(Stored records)
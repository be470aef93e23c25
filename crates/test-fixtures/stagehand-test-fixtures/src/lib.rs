//! Shared JSON fixtures for the Stagehand crates, indexed by `fixtures/manifest.json`.

use std::collections::HashMap;
use std::fs;
use std::path::{Path, PathBuf};

use anyhow::{anyhow, Context, Result};
use once_cell::sync::Lazy;
use serde::de::DeserializeOwned;
use serde::Deserialize;

static MANIFEST: Lazy<Manifest> = Lazy::new(|| {
    let raw = include_str!("../../../../fixtures/manifest.json");
    serde_json::from_str(raw).expect("fixtures manifest should parse")
});

#[derive(Debug, Deserialize)]
struct Manifest {
    timelines: HashMap<String, String>,
    configs: HashMap<String, String>,
}

fn fixtures_root() -> PathBuf {
    Path::new(env!("CARGO_MANIFEST_DIR")).join("../../../fixtures")
}

fn resolve_path(rel: &str) -> PathBuf {
    fixtures_root().join(rel)
}

fn read_to_string(rel: &str) -> Result<String> {
    let path = resolve_path(rel);
    fs::read_to_string(&path)
        .with_context(|| format!("failed to read fixture at {}", path.display()))
}

fn load_json<T: DeserializeOwned>(rel: &str) -> Result<T> {
    let text = read_to_string(rel)?;
    serde_json::from_str(&text).with_context(|| format!("failed to parse JSON fixture {rel}"))
}

fn lookup<'a>(map: &'a HashMap<String, String>, kind: &str, name: &str) -> Result<&'a str> {
    map.get(name)
        .map(String::as_str)
        .ok_or_else(|| anyhow!("unknown {kind} fixture '{name}'"))
}

/// Authored timelines: tracks of activation and path-command markers.
pub mod timelines {
    use super::*;

    pub fn keys() -> Vec<String> {
        MANIFEST.timelines.keys().cloned().collect()
    }

    pub fn json(name: &str) -> Result<String> {
        read_to_string(lookup(&MANIFEST.timelines, "timeline", name)?)
    }

    pub fn load<T: DeserializeOwned>(name: &str) -> Result<T> {
        load_json(lookup(&MANIFEST.timelines, "timeline", name)?)
    }

    pub fn path(name: &str) -> Result<PathBuf> {
        Ok(resolve_path(lookup(&MANIFEST.timelines, "timeline", name)?))
    }
}

/// Stage configurations.
pub mod configs {
    use super::*;

    pub fn keys() -> Vec<String> {
        MANIFEST.configs.keys().cloned().collect()
    }

    pub fn json(name: &str) -> Result<String> {
        read_to_string(lookup(&MANIFEST.configs, "config", name)?)
    }

    pub fn load<T: DeserializeOwned>(name: &str) -> Result<T> {
        load_json(lookup(&MANIFEST.configs, "config", name)?)
    }
}
impl Injector {
    pub fn new(cfg: InjectorConfig) -> Self {
        let default_mask = cfg.default_mask.clone().map(Arc::new);
        Self {
            cfg,
            default_mask,
            graph: None,
            ids: IdAllocator::new(),
            active: None,
            pending: None,
            queued_events: Vec::new(),
            outputs: InjectionOutputs::default(),
        }
    }

    pub fn config(&self) -> &InjectorConfig {
        &self.cfg
    }

    /// The blend graph, once a request has created it.
    pub fn graph(&self) -> Option<&BlendGraph> {
        self.graph.as_ref()
    }

    fn graph_is_valid(&self) -> bool {
        self.graph.as_ref().is_some_and(BlendGraph::is_valid)
    }

    fn ensure_graph(&mut self) -> &mut BlendGraph {
        if !self.graph_is_valid() {
            debug!("injector: creating blend graph");
            self.graph = Some(BlendGraph::new());
        }
        self.graph.get_or_insert_with(BlendGraph::new)
    }

    pub fn phase(&self) -> Phase {
        self.active.as_ref().map_or(Phase::Idle, |s| s.phase)
    }

    pub fn is_injecting(&self) -> bool {
        self.active.is_some()
    }

    pub fn has_pending(&self) -> bool {
        self.pending.is_some()
    }

    /// Override weight currently applied to the graph.
    pub fn weight(&self) -> f32 {
        self.graph.as_ref().map_or(0.0, BlendGraph::override_weight)
    }

    pub fn active_session(&self) -> Option<SessionId> {
        self.active.as_ref().map(|s| s.id)
    }

    pub fn active_clip(&self) -> Option<&str> {
        self.active.as_ref().map(|s| s.request.clip_name())
    }

    /// Local time of the active clip.
    pub fn playback_time(&self) -> Option<f32> {
        self.active.as_ref().map(|s| s.playback_time)
    }

    pub fn abort_requested(&self) -> bool {
        self.active.as_ref().is_some_and(|s| s.abort.is_some())
    }

    fn report(&mut self, err: &InjectionError) {
        let diagnostic = err.to_diagnostic();
        diagnostic.log();
        self.queued_events
            .push(InjectionEvent::Diagnostic(diagnostic));
    }

    /// Request an override clip.
    ///
    /// Invalid requests are reported and change nothing. When a session is live the
    /// request is queued behind a hand-off abort; a previously queued request that
    /// never started is superseded.
    pub fn play_clip(&mut self, args: PlayClip) -> Result<PlayOutcome, InjectionError> {
        let request = match OverrideRequest::resolve(args, &self.cfg, self.default_mask.as_ref())
        {
            Ok(request) => request,
            Err(err) => {
                self.report(&err);
                return Err(err);
            }
        };
        self.ensure_graph();
        let id = self.ids.alloc_session();

        if let Some(active) = self.active.as_mut() {
            let handoff = self.cfg.handoff_fade_out;
            active.request_abort(Some(handoff));
            debug!(
                active = active.id.0,
                queued = id.0,
                clip = request.clip_name(),
                "injector: hand-off requested"
            );
            self.queued_events.push(InjectionEvent::AbortRequested {
                session: active.id,
                fade_out: Some(handoff),
            });
            let clip = request.clip_name().to_string();
            if let Some((old, old_request)) = self.pending.replace((id, request)) {
                self.queued_events.push(InjectionEvent::Superseded {
                    session: old,
                    clip: old_request.clip_name().to_string(),
                });
            }
            self.queued_events
                .push(InjectionEvent::Queued { session: id, clip });
            return Ok(PlayOutcome::Queued(id));
        }

        let mut events = std::mem::take(&mut self.queued_events);
        self.begin(id, request, &mut events);
        self.queued_events = events;
        Ok(PlayOutcome::Started(id))
    }

    /// Request a smooth stop of the live session.
    pub fn stop_active_injection(&mut self, fade_out: Option<f32>) -> bool {
        if !self.graph_is_valid() {
            return false;
        }
        let fade = fade_out.unwrap_or(self.cfg.stop_fade_out).max(0.0);
        let Some(active) = self.active.as_mut() else {
            return false;
        };
        active.request_abort(Some(fade));
        debug!(session = active.id.0, fade, "injector: stop requested");
        self.queued_events.push(InjectionEvent::AbortRequested {
            session: active.id,
            fade_out: Some(fade),
        });
        true
    }

    /// Destroy the graph and drop any live or queued session without fading.
    pub fn teardown(&mut self) {
        if let Some(graph) = self.graph.as_mut() {
            graph.teardown();
        }
        if self.active.take().is_some() || self.pending.take().is_some() {
            debug!("injector: teardown dropped in-flight sessions");
        }
    }

    fn begin(&mut self, id: SessionId, request: OverrideRequest, events: &mut Vec<InjectionEvent>) {
        let min_speed = self.cfg.min_speed;
        let graph = self.ensure_graph();

        let clip = request.clip().clone();
        let mut source = clip.instantiate();
        source.set_speed(request.speed());
        source.set_time(0.0);

        let hold = if request.return_to_base() {
            HoldMode::UntilClipEnd {
                duration: request.clip_duration(min_speed),
            }
        } else if clip.is_looping() {
            HoldMode::UntilAbort
        } else {
            source.set_speed(0.0);
            HoldMode::ManualLoop {
                length: clip.length().max(min_speed),
                speed: request.speed(),
            }
        };

        graph.connect(source);
        graph.set_weight(0.0);
        graph.set_mask(request.mask().cloned());
        graph.set_additive(request.additive());

        let name = clip.name().to_string();
        debug!(session = id.0, clip = %name, ?hold, "injector: session started");
        events.push(InjectionEvent::Connected {
            session: id,
            clip: name.clone(),
        });
        events.push(InjectionEvent::Started {
            session: id,
            clip: name,
        });

        let mut session = Session {
            id,
            phase: Phase::FadingIn,
            weight: 0.0,
            fade: Fade::new(0.0, request.target_weight(), request.fade_in()),
            hold,
            elapsed: 0.0,
            playback_time: 0.0,
            abort: None,
            request,
        };
        if session.fade.is_instant() {
            let target = session.request.target_weight();
            session.set_weight(graph, target);
            session.phase = Phase::Holding;
            events.push(InjectionEvent::FadeInComplete { session: id });
        }
        self.active = Some(session);
    }

    /// Advance the live session by `dt` seconds and report the layer state.
    pub fn update(&mut self, dt: f32) -> &InjectionOutputs {
        self.outputs.clear();
        let mut events = std::mem::take(&mut self.queued_events);
        let dt = if dt.is_finite() { dt.max(0.0) } else { 0.0 };

        if !self.graph_is_valid() {
            if self.active.take().is_some() || self.pending.take().is_some() {
                debug!("injector: graph torn down; treating as idle");
            }
        } else {
            // A session that drains mid-tick hands its slot to the queued request,
            // which starts at weight 0 and runs for the rest of the slice.
            let mut slice = Some(dt);
            while let Some(budget) = slice.take() {
                if let (Some(session), Some(graph)) = (self.active.as_mut(), self.graph.as_mut()) {
                    if let Tick::Finished { leftover } = session.tick(budget, graph, &mut events) {
                        if let Some(done) = self.active.take() {
                            retire(done, graph, &mut events);
                        }
                        slice = Some(leftover);
                    }
                }
                if self.active.is_some() {
                    break;
                }
                match self.pending.take() {
                    Some((id, request)) => self.begin(id, request, &mut events),
                    None => break,
                }
            }
        }

        self.outputs.phase = self.phase();
        self.outputs.weight = self.weight();
        self.outputs.session = self.active_session();
        self.outputs.layer = self
            .graph
            .as_ref()
            .map(BlendGraph::sample)
            .unwrap_or_default();
        self.outputs.events = events;
        &self.outputs
    }
}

Work order. Copy word for word the stretch of entries above from the line that has "let diagnostic = err.to_diagnostic();" through the line that has "queued request that", both ends included, and nothing outside it.

Output for this exercise.
        let diagnostic = err.to_diagnostic();
        diagnostic.log();
        self.queued_events
            .push(InjectionEvent::Diagnostic(diagnostic));
    }

    /// Request an override clip.
    ///
    /// Invalid requests are reported and change nothing. When a session is live the
    /// request is queued behind a hand-off abort; a previously queued request that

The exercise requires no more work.